## EXERCISE
Every word of the listing must be returned. Retype it exactly.

## ENTRIES SUPPLIED
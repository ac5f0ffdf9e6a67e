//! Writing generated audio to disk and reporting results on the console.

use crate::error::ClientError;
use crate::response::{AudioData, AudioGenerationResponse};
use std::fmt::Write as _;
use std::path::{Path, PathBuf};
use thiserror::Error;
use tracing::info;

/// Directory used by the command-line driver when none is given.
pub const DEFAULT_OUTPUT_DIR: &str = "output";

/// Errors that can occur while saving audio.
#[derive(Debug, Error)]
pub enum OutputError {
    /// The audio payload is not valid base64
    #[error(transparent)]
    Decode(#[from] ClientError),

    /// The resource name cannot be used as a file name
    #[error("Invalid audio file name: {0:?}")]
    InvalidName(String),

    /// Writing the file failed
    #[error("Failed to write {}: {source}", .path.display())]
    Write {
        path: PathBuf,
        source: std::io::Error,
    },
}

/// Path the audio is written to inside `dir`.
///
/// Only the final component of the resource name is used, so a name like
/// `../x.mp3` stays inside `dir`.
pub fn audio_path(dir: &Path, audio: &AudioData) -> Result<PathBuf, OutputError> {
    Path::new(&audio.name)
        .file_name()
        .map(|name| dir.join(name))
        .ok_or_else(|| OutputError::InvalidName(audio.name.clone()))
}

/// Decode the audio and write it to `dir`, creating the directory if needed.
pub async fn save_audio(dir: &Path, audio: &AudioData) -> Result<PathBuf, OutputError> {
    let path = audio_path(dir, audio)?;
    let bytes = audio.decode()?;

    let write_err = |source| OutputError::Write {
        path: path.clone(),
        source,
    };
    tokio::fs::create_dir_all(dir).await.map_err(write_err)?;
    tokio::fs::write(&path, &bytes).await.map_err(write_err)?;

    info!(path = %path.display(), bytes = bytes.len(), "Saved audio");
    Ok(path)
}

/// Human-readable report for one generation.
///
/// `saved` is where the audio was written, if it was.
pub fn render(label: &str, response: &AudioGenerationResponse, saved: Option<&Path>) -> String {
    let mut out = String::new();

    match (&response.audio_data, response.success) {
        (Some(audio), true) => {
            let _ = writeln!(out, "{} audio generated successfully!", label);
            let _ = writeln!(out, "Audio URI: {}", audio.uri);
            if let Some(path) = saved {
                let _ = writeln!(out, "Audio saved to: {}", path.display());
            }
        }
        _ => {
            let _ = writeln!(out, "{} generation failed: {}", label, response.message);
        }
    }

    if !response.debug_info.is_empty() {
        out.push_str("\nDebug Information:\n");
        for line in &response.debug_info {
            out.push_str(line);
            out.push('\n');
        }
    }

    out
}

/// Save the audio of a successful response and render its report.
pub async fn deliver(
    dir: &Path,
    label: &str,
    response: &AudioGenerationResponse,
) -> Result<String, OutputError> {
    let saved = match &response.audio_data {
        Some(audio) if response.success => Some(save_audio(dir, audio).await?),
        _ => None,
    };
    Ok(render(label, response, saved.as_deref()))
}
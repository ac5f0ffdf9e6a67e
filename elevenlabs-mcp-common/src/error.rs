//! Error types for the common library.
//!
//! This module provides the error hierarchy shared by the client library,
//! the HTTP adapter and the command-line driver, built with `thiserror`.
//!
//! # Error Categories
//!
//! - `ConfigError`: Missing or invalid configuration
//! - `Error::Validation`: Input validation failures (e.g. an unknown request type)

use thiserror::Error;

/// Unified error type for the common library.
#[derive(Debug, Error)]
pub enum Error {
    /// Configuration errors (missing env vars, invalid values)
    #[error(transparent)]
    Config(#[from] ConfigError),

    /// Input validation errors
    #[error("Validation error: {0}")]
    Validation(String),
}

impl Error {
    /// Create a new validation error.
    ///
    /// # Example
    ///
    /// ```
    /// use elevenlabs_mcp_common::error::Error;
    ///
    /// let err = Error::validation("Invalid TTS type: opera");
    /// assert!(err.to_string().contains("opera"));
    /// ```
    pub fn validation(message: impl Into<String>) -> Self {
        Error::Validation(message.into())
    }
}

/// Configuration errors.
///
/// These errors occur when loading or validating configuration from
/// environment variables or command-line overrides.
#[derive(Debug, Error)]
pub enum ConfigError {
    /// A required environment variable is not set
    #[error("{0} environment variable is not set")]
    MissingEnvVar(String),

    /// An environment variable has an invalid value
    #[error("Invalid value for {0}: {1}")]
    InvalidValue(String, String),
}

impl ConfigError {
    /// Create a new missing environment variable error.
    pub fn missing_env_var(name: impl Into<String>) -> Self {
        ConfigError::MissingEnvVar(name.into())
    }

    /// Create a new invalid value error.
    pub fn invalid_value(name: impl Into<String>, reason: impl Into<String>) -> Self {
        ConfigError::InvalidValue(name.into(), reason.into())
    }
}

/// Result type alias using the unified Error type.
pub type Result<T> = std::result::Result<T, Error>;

## RESULT
repository ac5f0ffdf9e6a67e
//! Writing generated audio to disk and reporting results on the console.

use crate::error::ClientError;
use crate::response::{AudioData, AudioGenerationResponse};
use std::fmt::Write as _;
use std::path::{Path, PathBuf};
use thiserror::Error;
use tracing::info;

/// Directory used by the command-line driver when none is given.
pub const DEFAULT_OUTPUT_DIR: &str = "output";

/// Errors that can occur while saving audio.
#[derive(Debug, Error)]
pub enum OutputError {
    /// The audio payload is not valid base64
    #[error(transparent)]
    Decode(#[from] ClientError),

    /// The resource name cannot be used as a file name
    #[error("Invalid audio file name: {0:?}")]
    InvalidName(String),

    /// Writing the file failed
    #[error("Failed to write {}: {source}", .path.display())]
    Write {
        path: PathBuf,
        source: std::io::Error,
    },
}

/// Path the audio is written to inside `dir`.
///
/// Only the final component of the resource name is used, so a name like
/// `../x.mp3` stays inside `dir`.
pub fn audio_path(dir: &Path, audio: &AudioData) -> Result<PathBuf, OutputError> {
    Path::new(&audio.name)
        .file_name()
        .map(|name| dir.join(name))
        .ok_or_else(|| OutputError::InvalidName(audio.name.clone()))
}

/// Decode the audio and write it to `dir`, creating the directory if needed.
pub async fn save_audio(dir: &Path, audio: &AudioData) -> Result<PathBuf, OutputError> {
    let path = audio_path(dir, audio)?;
    let bytes = audio.decode()?;

    let write_err = |source| OutputError::Write {
        path: path.clone(),
        source,
    };
    tokio::fs::create_dir_all(dir).await.map_err(write_err)?;
    tokio::fs::write(&path, &bytes).await.map_err(write_err)?;

    info!(path = %path.display(), bytes = bytes.len(), "Saved audio");
    Ok(path)
}

/// Human-readable report for one generation.
///
/// `saved` is where the audio was written, if it was.
pub fn render(label: &str, response: &AudioGenerationResponse, saved: Option<&Path>) -> String {
    let mut out = String::new();

    match (&response.audio_data, response.success) {
        (Some(audio), true) => {
            let _ = writeln!(out, "{} audio generated successfully!", label);
            let _ = writeln!(out, "Audio URI: {}", audio.uri);
            if let Some(path) = saved {
                let _ = writeln!(out, "Audio saved to: {}", path.display());
            }
        }
        _ => {
            let _ = writeln!(out, "{} generation failed: {}", label, response.message);
        }
    }

    if !response.debug_info.is_empty() {
        out.push_str("\nDebug Information:\n");
        for line in &response.debug_info {
            out.push_str(line);
            out.push('\n');
        }
    }

    out
}

/// Save the audio of a successful response and render its report.
pub async fn deliver(
    dir: &Path,
    label: &str,
    response: &AudioGenerationResponse,
) -> Result<String, OutputError> {
    let saved = match &response.audio_data {
        Some(audio) if response.success => Some(save_audio(dir, audio).await?),
        _ => None,
    };
    Ok(render(label, response, saved.as_deref()))
}
repository ac5f0ffdf9e6a67e
filename elevenlabs-mcp-common/src/error.rs
//! Error types for the common library.
//!
//! This module provides the error hierarchy shared by the client library,
//! the HTTP adapter and the command-line driver, built with `thiserror`.
//!
//! # Error Categories
//!
//! - `ConfigError`: Missing or invalid configuration
//! - `Error::Validation`: Input validation failures (e.g. an unknown request type)

use thiserror::Error;

/// Unified error type for the common library.
#[derive(Debug, Error)]
pub enum Error {
    /// Configuration errors (missing env vars, invalid values)
    #[error(transparent)]
    Config(#[from] ConfigError),

    /// Input validation errors
    #[error("Validation error: {0}")]
    Validation(String),
}

impl Error {
    /// Create a new validation error.
    ///
    /// # Example
    ///
    /// ```
    /// use elevenlabs_mcp_common::error::Error;
    ///
    /// let err = Error::validation("Invalid TTS type: opera");
    /// assert!(err.to_string().contains("opera"));
    /// ```
    pub fn validation(message: impl Into<String>) -> Self {
        Error::Validation(message.into())
    }
}

/// Configuration errors.
///
/// These errors occur when loading or validating configuration from
/// environment variables or command-line overrides.
#[derive(Debug, Error)]
pub enum ConfigError {
    /// A required environment variable is not set
    #[error("{0} environment variable is not set")]
    MissingEnvVar(String),

    /// An environment variable has an invalid value
    #[error("Invalid value for {0}: {1}")]
    InvalidValue(String, String),
}

impl ConfigError {
    /// Create a new missing environment variable error.
    pub fn missing_env_var(name: impl Into<String>) -> Self {
        ConfigError::MissingEnvVar(name.into())
    }

    /// Create a new invalid value error.
    pub fn invalid_value(name: impl Into<String>, reason: impl Into<String>) -> Self {
        ConfigError::InvalidValue(name.into(), reason.into())
    }
}

/// Result type alias using the unified Error type.
pub type Result<T> = std::result::Result<T, Error>;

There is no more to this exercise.